The Norm structure is the core structure for all normalization routines. Norminit initializes the structure. If the comp argument is non–zero, the output will be normalized to NFC (precomposed runes), otherwise it will be normalized to NFD (decomposed runes). The getrune argument provides the input for normalization, with each call returning the next rune of input, and –1 on EOF. The ctx argument is stored and passed on to the getrune function in every call. Normpull provides the normalized output, writing at most max elements into dst. To implement normalization the Norm structure must buffer input until it knows that the context for a given base rune is complete. In order to accommodate callers which only have chunks of data to normalize at a time, the Norm structure maintains runes within its buffer even when getrune returns an EOF. The flush argument to normpull changes this behavior, and will instead flush out all runes within the structure's buffer when it receives an EOF from getrune. The return value of normpull is the number of runes written to the output. Normpull does not null–terminate the output string, however, null bytes are passed through untouched. As such, if the input is null terminated, so is the output.

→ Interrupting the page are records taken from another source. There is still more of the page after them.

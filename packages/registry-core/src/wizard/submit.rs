use tracing::{info, warn};

use super::draft::DraftStore;
use super::state::WizardState;
use crate::api::RegistryClient;
use crate::error::SubmitError;
use crate::types::{GiftList, ListStatus};

/// Create or update the list described by the wizard.
///
/// Edit sessions `PUT` the existing list; new lists are `POST`ed. Once a new
/// list exists on the server, as draft or published, the local draft is
/// cleared so resuming the wizard cannot create it a second time. Later
/// changes go through the dashboard's edit flow.
pub async fn submit_list(
    client: &RegistryClient,
    state: &WizardState,
    status: ListStatus,
    drafts: &dyn DraftStore,
) -> Result<GiftList, SubmitError> {
    let payload = state.payload(status)?;

    let saved = match state.editing_list_id() {
        Some(list_id) => client.update_list(list_id, &payload).await?,
        None => client.create_list(&payload).await?,
    };

    info!(
        list_id = %saved.id,
        status = ?saved.status,
        editing = state.is_editing(),
        "Gift list saved"
    );

    if !state.is_editing() {
        if let Err(e) = drafts.clear() {
            warn!(error = %e, "Could not clear wizard draft after saving");
        }
    }

    Ok(saved)
}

Runecomp, runedecomp, utfcomp, and utfdecomp, are abstractions on top of the Norm structure. They are designed to normalize fixed–sized input in one go. In all functions src and dst specify the source and destination strings respectively. The nsrc and ndst arguments specify the number of elements to process. Functions will never read more than the specified input, and will never write more than the specified output. If there is not enough room in the output buffer, the result is truncated. The return value is likewise the number of elements written to the output string. Like normpull, these functions do not explicitly null terminate the output, and pass null bytes through untouched.

The standard for normalization does not specify a maximum number of decomposed attaching runes that may follow a base rune. In order to implement normalization, within a bounded amount of memory, these functions implement a subset of normalization called Stream–Safe Text. This subset specifies that one base rune may have no more than 30 attaching runes. In order to break up input that contains runs of more than 30 attaching runes, these functions will insert the Combining Grapheme Joiner (U+034F) to provide a new base for the remaining combining runes.

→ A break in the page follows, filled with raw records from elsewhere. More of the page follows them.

//! Login page

use dioxus::prelude::*;
use registry_core::Credentials;

use crate::auth::use_auth;
use crate::components::{ErrorBanner, RedirectTo};
use crate::routes::Route;

/// Email/password sign-in
#[component]
pub fn Login() -> Element {
    let auth = use_auth();
    let navigator = use_navigator();

    let mut email = use_signal(String::new);
    let mut password = use_signal(String::new);
    let mut error = use_signal(|| None::<String>);
    let mut is_pending = use_signal(|| false);

    // Redirect if already authenticated
    if auth.is_authenticated() {
        return rsx! {
            RedirectTo { to: Route::Dashboard {} }
        };
    }

    let handle_login = move |e: FormEvent| {
        e.prevent_default();

        // Blank fields never reach the API
        let credentials = match Credentials::new(email(), password()).validated() {
            Ok(credentials) => credentials,
            Err(err) => {
                error.set(Some(err.to_string()));
                return;
            }
        };

        spawn(async move {
            is_pending.set(true);
            error.set(None);

            match auth.login(credentials).await {
                Ok(()) => {
                    navigator.push(Route::Dashboard {});
                }
                Err(e) if e.is_unauthorized() => {
                    error.set(Some("Invalid email or password".to_string()));
                }
                Err(e) => error.set(Some(e.to_string())),
            }

            is_pending.set(false);
        });
    };

    rsx! {
        div {
            class: "min-h-screen bg-rose-50 flex items-center justify-center px-4",

            div {
                class: "bg-white rounded-lg shadow-md p-8 max-w-md w-full",

                div {
                    class: "mb-6 text-center",
                    div { class: "text-4xl mb-2", "\u{1F381}" }
                    h1 { class: "text-2xl font-bold text-gray-900 mb-2", "Sign in" }
                    p { class: "text-gray-600 text-sm", "Manage your gift registries" }
                }

                if let Some(err) = error() {
                    ErrorBanner { message: err }
                }

                form {
                    onsubmit: handle_login,
                    div {
                        class: "mb-4",
                        label {
                            class: "block text-sm font-medium text-gray-700 mb-2",
                            "Email"
                        }
                        input {
                            r#type: "email",
                            value: "{email}",
                            oninput: move |e| email.set(e.value()),
                            placeholder: "you@example.com",
                            class: "w-full px-3 py-2 border border-gray-300 rounded-md focus:outline-none focus:ring-2 focus:ring-rose-500",
                            disabled: is_pending()
                        }
                    }
                    div {
                        class: "mb-6",
                        label {
                            class: "block text-sm font-medium text-gray-700 mb-2",
                            "Password"
                        }
                        input {
                            r#type: "password",
                            value: "{password}",
                            oninput: move |e| password.set(e.value()),
                            class: "w-full px-3 py-2 border border-gray-300 rounded-md focus:outline-none focus:ring-2 focus:ring-rose-500",
                            disabled: is_pending()
                        }
                    }
                    button {
                        r#type: "submit",
                        class: "w-full bg-rose-700 text-white py-2 px-4 rounded-md hover:bg-rose-800 focus:outline-none focus:ring-2 focus:ring-rose-500 focus:ring-offset-2 disabled:opacity-50 disabled:cursor-not-allowed",
                        disabled: is_pending(),
                        if is_pending() { "Signing in..." } else { "Sign in" }
                    }
                }
            }
        }
    }
}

Runegbreak (runewbreak) return the next grapheme (word) break opportunity in s, or s if none is found. Utfgbreak and utfwbreak are UTF variants of these routines.

SOURCE
/sys/src/libc/ucd/mkrunetype.c
/sys/src/libc/ucd/runenorm.c
/sys/src/libc/ucd/runebreak.c

SEE ALSO
Unicode® Standard Annex #15
Unicode® Standard Annex #29
rune(2), utf(6), tcs(1)

HISTORY
This implementation was first written for 9front (March, 2023). The implementation was rewritten (in part) for Unicode 16.0 (March, 2025).